悟だけが、その“普通”に引っかかっていた。



スマホの画面。


そこにあるのは、まだ触れていない情報。


一線を越えるだけの材料。


昨夜、麻生勇治 に見せられた“奥”。


「壊した瞬間、お前が悪になる」


その言葉が、残っている。



指を動かせば終わる。


いつも通り。


なのに——


動かない。


「……なんだよ」


自分に苛立つ。


壊せるのに、壊さない。


そんな選択、今までなかった。



「おーい!」


後ろから声。


振り向くと、


吉田凪 が手を振っている。


「顔やば。寝てねぇだろ」


缶コーヒーを放ってくる。


悟は無言で受け取る。



「なんかあったんだろ?」


「別に」


「はい出ました。“別に”=重いやつ」


凪は笑う。


何も知らない顔で。



「なあ」


悟が口を開く。


「全部壊したら、どうなると思う?」


凪は少しだけ考えて、


「知らん。
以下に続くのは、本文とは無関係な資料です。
//! CLI-specific error types
//!
//! Every CLI error ends the process with a non-zero exit code.

use std::fmt;
use std::io;

/// CLI error codes
#[derive(Debug, Clone, PartialEq, Eq)]
pub enum CliErrorCode {
    /// Configuration file error
    ConfigError,
    /// I/O error (stdout)
    IoError,
    /// Already initialized
    AlreadyInitialized,
    /// Not initialized
    NotInitialized,
    /// Store failed to open or operate
    StoreFailed,
    /// Lookup found nothing
    NotFound,
}

impl CliErrorCode {
    /// Get the error code string
    pub fn code(&self) -> &'static str {
        match self {
            Self::ConfigError => "TERM_CLI_CONFIG_ERROR",
            Self::IoError => "TERM_CLI_IO_ERROR",
            Self::AlreadyInitialized => "TERM_CLI_ALREADY_INITIALIZED",
            Self::NotInitialized => "TERM_CLI_NOT_INITIALIZED",
            Self::StoreFailed => "TERM_CLI_STORE_FAILED",
            Self::NotFound => "TERM_CLI_NOT_FOUND",
        }
    }
}

/// CLI error
#[derive(Debug)]
pub struct CliError {
    code: CliErrorCode,
    message: String,
}

impl CliError {
    /// Create a new CLI error
    pub fn new(code: CliErrorCode, message: impl Into<String>) -> Self {
        Self {
            code,
            message: message.into(),
        }
    }

    /// Config error
    pub fn config_error(msg: impl Into<String>) -> Self {
        Self::new(CliErrorCode::ConfigError, msg)
    }

    /// I/O error
    pub fn io_error(msg: impl Into<String>) -> Self {
        Self::new(CliErrorCode::IoError, msg)
    }

    /// Already initialized
    pub fn already_initialized() -> Self {
        Self::new(
            CliErrorCode::AlreadyInitialized,
            "Data directory already initialized",
        )
    }

    /// Not initialized
    pub fn not_initialized() -> Self {
        Self::new(
            CliErrorCode::NotInitialized,
            "Data directory not initialized. Run 'termcore init' first.",
        )
    }

    /// Store failure
    pub fn store_failed(msg: impl Into<String>) -> Self {
        Self::new(CliErrorCode::StoreFailed, msg)
    }

    /// Nothing found
    pub fn not_found(msg: impl Into<String>) -> Self {
        Self::new(CliErrorCode::NotFound, msg)
    }

    /// Get the error code
    pub fn code(&self) -> &CliErrorCode {
        &self.code
    }

    /// Get the error code string
    pub fn code_str(&self) -> &'static str {
        self.code.code()
    }

    /// Get the error message
    pub fn message(&self) -> &str {
        &self.message
    }
}

impl fmt::Display for CliError {
    fn fmt(&self, f: &mut fmt::Formatter<'_>) -> fmt::Result {
        write!(f, "{}: {}", self.code.code(), self.message)
    }
}

impl std::error::Error for CliError {}

impl From<io::Error> for CliError {
    fn from(e: io::Error) -> Self {
        Self::io_error(e.to_string())
    }
}

impl From<serde_json::Error> for CliError {
    fn from(e: serde_json::Error) -> Self {
        Self::io_error(format!("JSON error: {}", e))
    }
}

impl From<crate::config::ConfigError> for CliError {
    fn from(e: crate::config::ConfigError) -> Self {
        Self::config_error(e.to_string())
    }
}

impl From<crate::Error> for CliError {
    fn from(e: crate::Error) -> Self {
        match e {
            crate::Error::Config(e) => Self::from(e),
            other => Self::store_failed(other.to_string()),
        }
    }
}

/// CLI result type
pub type CliResult<T> = Result<T, CliError>;

#[cfg(test)]
mod tests {
    use super::*;

    #[test]
    fn test_display_includes_code() {
        let err = CliError::not_initialized();
        assert!(err.to_string().starts_with("TERM_CLI_NOT_INITIALIZED"));
        assert_eq!(err.code(), &CliErrorCode::NotInitialized);
    }

    #[test]
    fn test_config_errors_keep_their_code() {
        let err = CliError::from(crate::Error::Config(crate::config::ConfigError::Invalid(
            "segment_size must be > 0".into(),
        )));
        assert_eq!(err.code_str(), "TERM_CLI_CONFIG_ERROR");
    }
}
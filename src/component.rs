//! Versioned components and their per-kind storage
//!
//! A component is an opaque serialized record (a concept or a semantic)
//! known by its nid. Each kind has its own sequence namespace and its own
//! segmented store of component bytes keyed by that sequence.

use std::fmt;
use std::path::Path;
use std::sync::Arc;

use serde::{Deserialize, Serialize};

use crate::sequence::{map_file_name, SequenceMap};
use crate::store::{SegmentedObjectStore, StoreResult};

/// The two component namespaces.
#[derive(Debug, Clone, Copy, PartialEq, Eq, Hash, Serialize, Deserialize)]
#[serde(rename_all = "lowercase")]
pub enum ComponentKind {
    Concept,
    Semantic,
}

impl ComponentKind {
    pub const ALL: [ComponentKind; 2] = [ComponentKind::Concept, ComponentKind::Semantic];

    /// Name of the sequence namespace.
    pub fn namespace(&self) -> &'static str {
        match self {
            ComponentKind::Concept => "concept",
            ComponentKind::Semantic => "semantic",
        }
    }

    /// Folder holding this kind's segment files.
    pub fn folder(&self) -> &'static str {
        match self {
            ComponentKind::Concept => "concepts",
            ComponentKind::Semantic => "semantics",
        }
    }

    /// Suffix of this kind's segment files.
    pub fn suffix(&self) -> &'static str {
        match self {
            ComponentKind::Concept => ".concept",
            ComponentKind::Semantic => ".semantic",
        }
    }
}

impl fmt::Display for ComponentKind {
    fn fmt(&self, f: &mut fmt::Formatter<'_>) -> fmt::Result {
        write!(f, "{}", self.namespace())
    }
}

/// One stored component as handed to change checkers.
#[derive(Debug, Clone, PartialEq, Eq)]
pub struct Component {
    pub kind: ComponentKind,
    pub nid: i32,
    pub sequence: u32,
    pub bytes: Arc<Vec<u8>>,
}

/// Sequence map plus component bytes for one kind.
pub struct ComponentStore {
    kind: ComponentKind,
    sequences: SequenceMap,
    objects: SegmentedObjectStore<Vec<u8>>,
}

impl ComponentStore {
    /// Opens the sequence map and segment files of `kind` under `directory`.
    pub fn open(directory: &Path, kind: ComponentKind, segment_size: usize) -> StoreResult<Self> {
        let sequences = SequenceMap::read(
            kind.namespace(),
            &directory.join(map_file_name(kind.namespace())),
        )?;
        let objects =
            SegmentedObjectStore::open(directory.join(kind.folder()), kind.suffix(), segment_size)?;
        Ok(Self {
            kind,
            sequences,
            objects,
        })
    }

    pub fn kind(&self) -> ComponentKind {
        self.kind
    }

    pub fn sequences(&self) -> &SequenceMap {
        &self.sequences
    }

    /// Stores `bytes` as the current version of `nid` and returns its
    /// sequence.
    pub fn write(&self, nid: i32, bytes: Vec<u8>) -> u32 {
        let sequence = self.sequences.add_nid_if_missing(nid);
        self.objects.put_bytes(sequence, bytes);
        sequence
    }

    pub fn get(&self, sequence: u32) -> Option<Component> {
        let bytes = self.objects.get_bytes(sequence)?;
        let nid = self.sequences.get_nid(sequence)?;
        Some(Component {
            kind: self.kind,
            nid,
            sequence,
            bytes,
        })
    }

    pub fn get_by_nid(&self, nid: i32) -> Option<Component> {
        self.get(self.sequences.get_sequence(nid)?)
    }

    pub fn contains(&self, sequence: u32) -> bool {
        self.objects.contains_key(sequence)
    }

    /// Number of stored components.
    pub fn len(&self) -> usize {
        self.objects.len()
    }

    pub fn is_empty(&self) -> bool {
        self.objects.is_empty()
    }

    /// Writes the sequence map and dirty segments under `directory`.
    pub fn flush(&self, directory: &Path) -> StoreResult<usize> {
        self.sequences
            .write(&directory.join(map_file_name(self.kind.namespace())))?;
        self.objects.write()
    }
}

impl fmt::Debug for ComponentStore {
    fn fmt(&self, f: &mut fmt::Formatter<'_>) -> fmt::Result {
        f.debug_struct("ComponentStore")
            .field("kind", &self.kind)
            .field("sequences", &self.sequences.len())
            .field("components", &self.len())
            .finish()
    }
}

#[cfg(test)]
mod tests {
    use super::*;
    use tempfile::TempDir;

    #[test]
    fn test_write_assigns_dense_sequences() {
        let temp_dir = TempDir::new().unwrap();
        let store = ComponentStore::open(temp_dir.path(), ComponentKind::Concept, 8).unwrap();
        assert_eq!(store.write(-1, vec![1]), 0);
        assert_eq!(store.write(-7, vec![2]), 1);
        assert_eq!(store.write(-1, vec![3]), 0);

        let component = store.get(0).unwrap();
        assert_eq!(component.nid, -1);
        assert_eq!(*component.bytes, vec![3]);
        assert_eq!(store.get_by_nid(-7).unwrap().sequence, 1);
    }

    #[test]
    fn test_flush_and_reopen() {
        let temp_dir = TempDir::new().unwrap();
        {
            let store = ComponentStore::open(temp_dir.path(), ComponentKind::Semantic, 8).unwrap();
            store.write(-3, b"member".to_vec());
            store.flush(temp_dir.path()).unwrap();
        }
        assert!(temp_dir.path().join("semantic-sequence.map").exists());
        assert!(temp_dir.path().join("semantics").join("0.semantic").exists());

        let store = ComponentStore::open(temp_dir.path(), ComponentKind::Semantic, 8).unwrap();
        let component = store.get(0).unwrap();
        assert_eq!(component.nid, -3);
        assert_eq!(component.kind, ComponentKind::Semantic);
        assert_eq!(*component.bytes, b"member".to_vec());
    }
}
でも面倒そう」


即答だった。



「だろうな」


「お前また変なこと考えてるだろ」


覗き込んでくる。


「考えすぎるとハゲるぞ?」


「黙れ」



どうでもいい会話。


くだらないやり取り。


でも——


その“くだらなさ”が、妙に重い。



一人になった後。


悟はスマホを開く。


閉じる。


また開く。



壊すか。


壊さないか。


その間に、もう一つの選択があることに気づく。


何もしない



「……」


それは逃げか。


それとも——選択か。



遠くでサイレンが鳴る。


誰かにとっての“非日常”。


でも、まだ自分には関係ない。



「……今日はいい」


悟はスマホを閉じた。


壊さない。


何も選ばない。


そう決めた。



世界は、何も変わらない。


いつも通り、回り続ける。



ただ——


ほんの少しだけ、


“何かが遅れた”ような気がした。


——この物語は、あなたに観測されたことで成立しました。